Simple and light-weighted quasi-zero stiffness (QZS) isolators can be designed based on nonlinear and negative stiffness generated by the snap-through effect of bistable structures. Traditionally, the snap-through force of the bistable structure is limited which makes the weight which can be isolated based on this mechanism very low. This paper investigates increasing loading capacity of this kind of isolator by using an optimized and varying sectional profile. Numerical models were derived for the bistable structures with variable sectional distributions. Optimized sections’ alignment of the bistable beam was derived based on the numerical model which was consequently validated by experimental results. Influences of the bistable beams with a variable section on nonlinear stiffness characteristics and performance of the isolator were at last investigated with the harmonic balance method.

Keywords

Vibration control bistable structure negative stiffness

Introduction and background

In recent years, isolators with quasi-zero stiffness (QZS) have attracted great research attention as this kind of isolator can efficiently reduce the dynamic responses of the system from low-frequency excitations, which often makes them desirable in a wide range of engineering practices.¹ Traditionally, these kinds of isolators are composed of elements with different and often nonlinear stiffness characteristics. These elements are designed so that overall stiffness of the system was close to zero when imposed with the gravity load of the isolating mass.² Researchers are continuously exploring new and better mechanisms to achieve the QZS, including the folded pendulum or X-pendulum,^3–5 magnetic ant-springs,^2,6,7 anti-springs based on geometric nonlinearity,^8–15 Euler buckling beams,^16,17 and the bistable structures.¹⁸

In addition to the requirement of the stiffness and loading capacity, there are often limitations on overall weight of the isolator, especially when the isolator is used in aerospace engineering. In these cases, isolators based on bistable and multistable structures are often advantageous as these structures can provide nonlinear and negative stiffness with a unitary structure.¹⁸ A curved beam which is axially restrained at the two ends is probably the simplest bistable structure which has two opposing stable positions around the chord of the curved beam. Qiu et al.¹⁹ derived mechanical model for the double-curved bistable beams. Chen et al.²⁰ investigated using the bistable beams in parallel to design actuators with multistable positions. Shaw et al.¹⁸ investigated using bistable plates to generate negative stiffness which allows to design QZS isolators.

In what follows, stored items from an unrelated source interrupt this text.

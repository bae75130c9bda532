use std::sync::Arc;

use axum::{Extension, http::StatusCode};

use crate::{management, management::JobContext, success, warning};

pub async fn trigger(
    Extension(ctx): Extension<Arc<JobContext>>,
) -> (StatusCode, &'static str) {
    match management::run(&ctx).await {
        Ok(summary) => {
            success!(
                "Ingested {} artists and {} tracks into {}",
                summary.artist_count,
                summary.track_count,
                summary.destination
            );
            (StatusCode::OK, "Artist Pulse ingested!")
        }
        Err(e) => {
            warning!("Job error: {}", e);
            (StatusCode::INTERNAL_SERVER_ERROR, "Error")
        }
    }
}
use std::time::Duration;

use mockito::Matcher;

use artistpulse::management::{SnapshotUploader, UploadError};

fn uploader(server_url: &str) -> SnapshotUploader {
    SnapshotUploader::new("test-bucket", server_url, "storage-token")
        .with_retries(3)
        .with_base_delay(Duration::from_millis(10))
}

#[tokio::test]
async fn test_upload_succeeds_first_attempt() {
    let mut server = mockito::Server::new_async().await;
    let mock = server
        .mock("POST", "/b/test-bucket/o")
        .match_query(Matcher::AllOf(vec![
            Matcher::UrlEncoded("uploadType".to_string(), "media".to_string()),
            Matcher::UrlEncoded(
                "name".to_string(),
                "bronze/artists/2025-12-01/snapshot.json".to_string(),
            ),
        ]))
        .match_header("authorization", "Bearer storage-token")
        .match_header("content-type", "application/json")
        .with_status(200)
        .with_body(r#"{"name": "bronze/artists/2025-12-01/snapshot.json"}"#)
        .expect(1)
        .create_async()
        .await;

    let result = uploader(&server.url())
        .upload(
            r#"{"snapshot_date":"2025-12-01"}"#,
            "bronze/artists/2025-12-01/snapshot.json",
        )
        .await;

    assert!(result.is_ok());
    mock.assert_async().await;
}

#[tokio::test]
async fn test_upload_exhausts_retries_and_surfaces_last_error() {
    let mut server = mockito::Server::new_async().await;
    let mock = server
        .mock("POST", "/b/test-bucket/o")
        .match_query(Matcher::Any)
        .with_status(503)
        .with_body("backend unavailable")
        .expect(3)
        .create_async()
        .await;

    let result = uploader(&server.url())
        .upload("{}", "bronze/artists/2025-12-01/snapshot.json")
        .await;

    match result {
        Err(UploadError::Http { status, body }) => {
            assert_eq!(status.as_u16(), 503);
            assert!(body.contains("backend unavailable"));
        }
        other => panic!("expected http error, got {:?}", other.map(|_| ())),
    }

    // One attempt per unit of the retry budget, no more
    mock.assert_async().await;
}

#[tokio::test]
async fn test_upload_transport_failure_is_a_network_error() {
    // Nothing listens on this port
    let result = SnapshotUploader::new("test-bucket", "http://127.0.0.1:9", "storage-token")
        .with_retries(1)
        .with_base_delay(Duration::from_millis(1))
        .upload("{}", "bronze/artists/2025-12-01/snapshot.json")
        .await;

    assert!(matches!(result, Err(UploadError::Network(_))));
}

QZS isolators based on bistable structure require no hinges or pre-stressed springs, which often allow these isolators to be very light-weighted.^19,20 On the other hand, QZS isolators based on the bistable structure often have limited loading capacity and initial stiffness. This is mainly due to the fact that in order to exhibit a bistable behavior, large extreme strains are expected in the bistable structure which limits heights of the bistable beam and correspondingly its initial stiffness and peak strength.^21,22 Strengths and stiffness of the bistable beams can be increased by using variable cross-sections in these structures. Assuming rigid middle sections of a bistable beam, Haghpanah et al.²¹ deduced solutions for bistable beams with a thinner section in the two ends and found that strengths of the beam were significantly increased. Zhang et al.²³ deduced a more widely suited solution for the bistable beam and performed an optimization in terms of its peak strength. With similar extreme strains, bistable beams with variable sections were found to have by most 120% larger snap-through forces, 145% initial stiffness, and 230% negative stiffness compared with the beams with similar cross-sections which are all very desirable for QZS dampers. Bistable beams with variable cross-sections also have richer mechanical behavior in terms of the negative stiffness and displacement corresponding to maximum and minimal strengths which allow engineers to design QZS isolators for different scenarios. However, there currently lack systematic investigations regarding the optimized sectional alignment for QZS isolators with bistable beams with variable sections. A design method is also required.

This paper investigates QZS isolators with bistable beams with variable cross-sections. Relations between the geometric parameter of the beam and initial stiffness, loading capacity and static deformation of the isolator were developed based on a theoretical solution. Influences of the nonlinear stiffness of the bistable beams on transmissivity of the isolation system were investigated using the harmonic balance method. Also, tests were performed for the bistable beams based on the proposed methodology for validation.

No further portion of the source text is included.